Oil ministers and fossil-fuel company executives descended on Canada’s energy capital this week for the World Petroleum Congress. And even as oil prices threatened to break the $100-per-barrel mark, it was the global transition to cleaner energy that was the focus of proceedings. Here are some of the main takeaways from the event in Calgary.
Saudi Show of Strength
After missing the previous congress in Houston in 2021 as Covid scrambled countless travel plans, the Saudis were back this year, and in a big way. Energy Minister Prince Abdulaziz bin Salman was the star of the opening session on Monday. He said OPEC is targeting market stability and not higher prices, and sounded a note of caution on Chinese demand. Crude futures duly slipped back on his comments, but that only underlined the strength of Saudi influence on the oil market right now. Saudi Aramco boss Amin Nasser followed with a withering assessment of the idea of peak oil consumption.
The country’s sizable delegation was unmissable in the exhibition halls. Monday ended with a lavish roundtable dinner hosted by the Saudis and with guests including Alberta Premier Danielle Smith, investors, analysts, and officials from BP Plc and other companies.
Oil Isn’t Going Anywhere
It was hard to escape the symbolism of the congress happening at the same time as Climate Week 2,000 miles away in New York. While bankers and government officials in the Big Apple discussed measures such as curtailing lending to fossil fuel companies, and as protesters marched the streets there, back in Calgary the view on oil’s future among the 4,000-plus delegates was — not surprisingly — quite different.
Simply put, producers are planning on sticking around for a lot longer than their opponents would like. Energy executives pointed to the relentless rise in global energy demand, especially in less developed countries, and the challenges in relying entirely on renewables.

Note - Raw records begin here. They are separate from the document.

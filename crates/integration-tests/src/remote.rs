//! The same lifecycle driven over JSON-RPC against the mock chain server.

use std::sync::Arc;

use jsonrpsee::server::ServerHandle;
use parking_lot::RwLock;

use sealbid_client::RpcChain;
use sealbid_confidential::{decrypt_challenge, ConfidentialError};
use sealbid_coordinator::{
    AuctionCoordinator, CoordinatorConfig, EncryptionGateway, GatewayError, Keypair, Ledger, LedgerError, NewAuction,
};
use sealbid_mock_chain::spawn;
use sealbid_program::{GenesisConfig, Instruction, ProgramError, ProgramRuntime, SignedTransaction};
use sealbid_types::AuctionState;

use crate::harness::{DURATION, FUNDS, RESERVE};

async fn start() -> (RpcChain, ServerHandle) {
    let runtime = ProgramRuntime::from_genesis(GenesisConfig::default()).unwrap();
    let (addr, handle) = spawn("127.0.0.1:0".parse().unwrap(), Arc::new(RwLock::new(runtime)))
        .await
        .unwrap();
    let chain = RpcChain::connect(&format!("http://{}", addr)).unwrap();
    (chain, handle)
}

fn lot(auction_id: u64) -> NewAuction {
    NewAuction {
        auction_id,
        title: "Remote lot".into(),
        description: String::new(),
        reserve_price: RESERVE,
        duration: DURATION,
        item_ref: None,
    }
}

#[tokio::test]
async fn test_lifecycle_over_rpc() {
    let (chain, _server) = start().await;
    let coordinator = AuctionCoordinator::new(chain.clone(), chain.clone(), CoordinatorConfig::default());

    let seller = Keypair::generate();
    let low = Keypair::generate();
    let high = Keypair::generate();
    for bidder in [&low, &high] {
        assert_eq!(chain.airdrop(&bidder.address(), FUNDS).await.unwrap(), FUNDS);
    }

    let auction = coordinator.create_auction(&seller, lot(1)).await.unwrap().address;
    coordinator.place_bid(&low, &auction, 1_250_000_000).await.unwrap();
    coordinator.place_bid(&high, &auction, 1_750_000_000).await.unwrap();

    let listed = coordinator.list(None, Some(AuctionState::Open)).await.unwrap();
    assert_eq!(listed.len(), 1);
    assert_eq!(listed[0].auction.bid_count, 2);

    chain.advance_time(DURATION).await.unwrap();
    let closed = coordinator.close_bidding(&seller, &auction).await.unwrap();
    assert_eq!(closed.state(), AuctionState::Closed);

    let report = coordinator.process_all(&seller, &auction).await;
    assert!(report.is_complete(), "batch stopped: {:?}", report.error);

    let finalized = coordinator.finalize(&low, &auction).await.unwrap();
    assert_eq!(finalized.auction.winner, high.address());

    let settlement = coordinator.settle(&high, &auction).await.unwrap();
    assert_eq!(settlement.revealed, 1_750_000_000);
    assert_eq!(settlement.snapshot.state(), AuctionState::Settled);

    assert_eq!(coordinator.balance(&seller.address()).await.unwrap(), 1_750_000_000);
    assert_eq!(coordinator.balance(&high.address()).await.unwrap(), FUNDS - 1_750_000_000);
}

#[tokio::test]
async fn test_program_rejection_survives_transport() {
    let (chain, _server) = start().await;
    let coordinator = AuctionCoordinator::new(chain.clone(), chain.clone(), CoordinatorConfig::default());
    let seller = Keypair::generate();
    let auction = coordinator.create_auction(&seller, lot(2)).await.unwrap().address;

    let instruction = Instruction::CloseBidding { auction };
    let tx = SignedTransaction {
        sender: seller.address(),
        signature: seller.sign_now(&SignedTransaction::signing_message(&instruction).unwrap()),
        instruction,
    };
    let err = chain.submit(tx).await.unwrap_err();
    assert_eq!(err, LedgerError::Rejected(ProgramError::BiddingNotEnded));
}

#[tokio::test]
async fn test_decrypt_requires_permission_over_rpc() {
    let (chain, _server) = start().await;
    let coordinator = AuctionCoordinator::new(chain.clone(), chain.clone(), CoordinatorConfig::default());
    let seller = Keypair::generate();
    let bidder = Keypair::generate();
    chain.airdrop(&bidder.address(), FUNDS).await.unwrap();

    let auction = coordinator.create_auction(&seller, lot(3)).await.unwrap().address;
    coordinator.place_bid(&bidder, &auction, RESERVE).await.unwrap();
    chain.advance_time(DURATION).await.unwrap();
    coordinator.close_bidding(&seller, &auction).await.unwrap();
    coordinator.process_all(&seller, &auction).await;
    let finalized = coordinator.finalize(&seller, &auction).await.unwrap();
    let handle = finalized.auction.highest_bid_handle;

    let outsider = Keypair::generate();
    let signature = outsider.sign_now(&decrypt_challenge(handle));
    let err = chain
        .decrypt_with_proof(handle, outsider.address(), signature)
        .await
        .unwrap_err();
    assert!(matches!(err, GatewayError::Service(ConfidentialError::NotAllowed { .. })));

    let signature = bidder.sign_now(&decrypt_challenge(handle));
    let reveal = chain.decrypt_with_proof(handle, bidder.address(), signature).await.unwrap();
    assert_eq!(reveal.handle, handle);
    assert_eq!(reveal.plaintext, RESERVE as u128);
}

That’s not to say emissions were ignored, as much of the event was taken up with discussion of carbon capture and storage. Smith, the Alberta premier, appeared to sum up the mood. “We are transitioning away from emissions,” she said. “We are not transitioning away from oil and natural gas.”
Carbon Capture Is Happening
From Exxon Mobil Corp. and Norway’s Equinor ASA to China’s Sinopec, there was apparent unanimity in Calgary that carbon capture and storage, or CCS, is central to the industry’s future — even if the technology has had a spotty track record up till now, and plenty of questions remain over costs.
CCS’s elevation can be explained in large part because it promises to allow production of oil and gas at or close to current levels, along with significant cuts to carbon emissions. Then there’s the 45Q tax credit and the subsequent incentives in Inflation Reduction Act in the US. The credits “kind of pumped the tires on it, so we’ve got a lot of really good momentum now, almost to the point where we are victims of our own success,” said Corwyn Bruce, project director of Edmonton CCUS, which is working on a project for an Alberta cement factory. “There’s too much work to do.”
Transition Talk Isn’t Scary
If this week’s event was anything to go by, the oil and gas industry is more comfortable than ever with the concept of the energy transition. No doubt they’re emboldened by high energy prices over the past 18 months — as Peter Tertzakian, the chief energy economist at ARC Financial Corp., said on one conference panel, in the end energy security and affordability always trump the environment.
The comfort level is also tied to the potential of CCS, which offers the prospect of the industry being able to meet emissions targets more on its own terms. And there was a clear sense that the industry feels the dialog on the transition is no longer being dominated by its opponents. The debate is more “balanced” and “mature,” in the words of Mike Sommers, the chief executive officer of the American Petroleum Institute, which represents Big Oil in Washington’s corridors of power.
..But the Transition Will Be Chaotic
That’s not to say the transition will be linear, or without drama or setbacks. There were plenty of admissions in Calgary of the uncertainties that lie ahead.
“It’s almost impossible to predict what the future of energy will look like because it’s so heavily dictated by whether the catalyst for change is, for example, a very unstable world geopolitically,” Tertzakian said.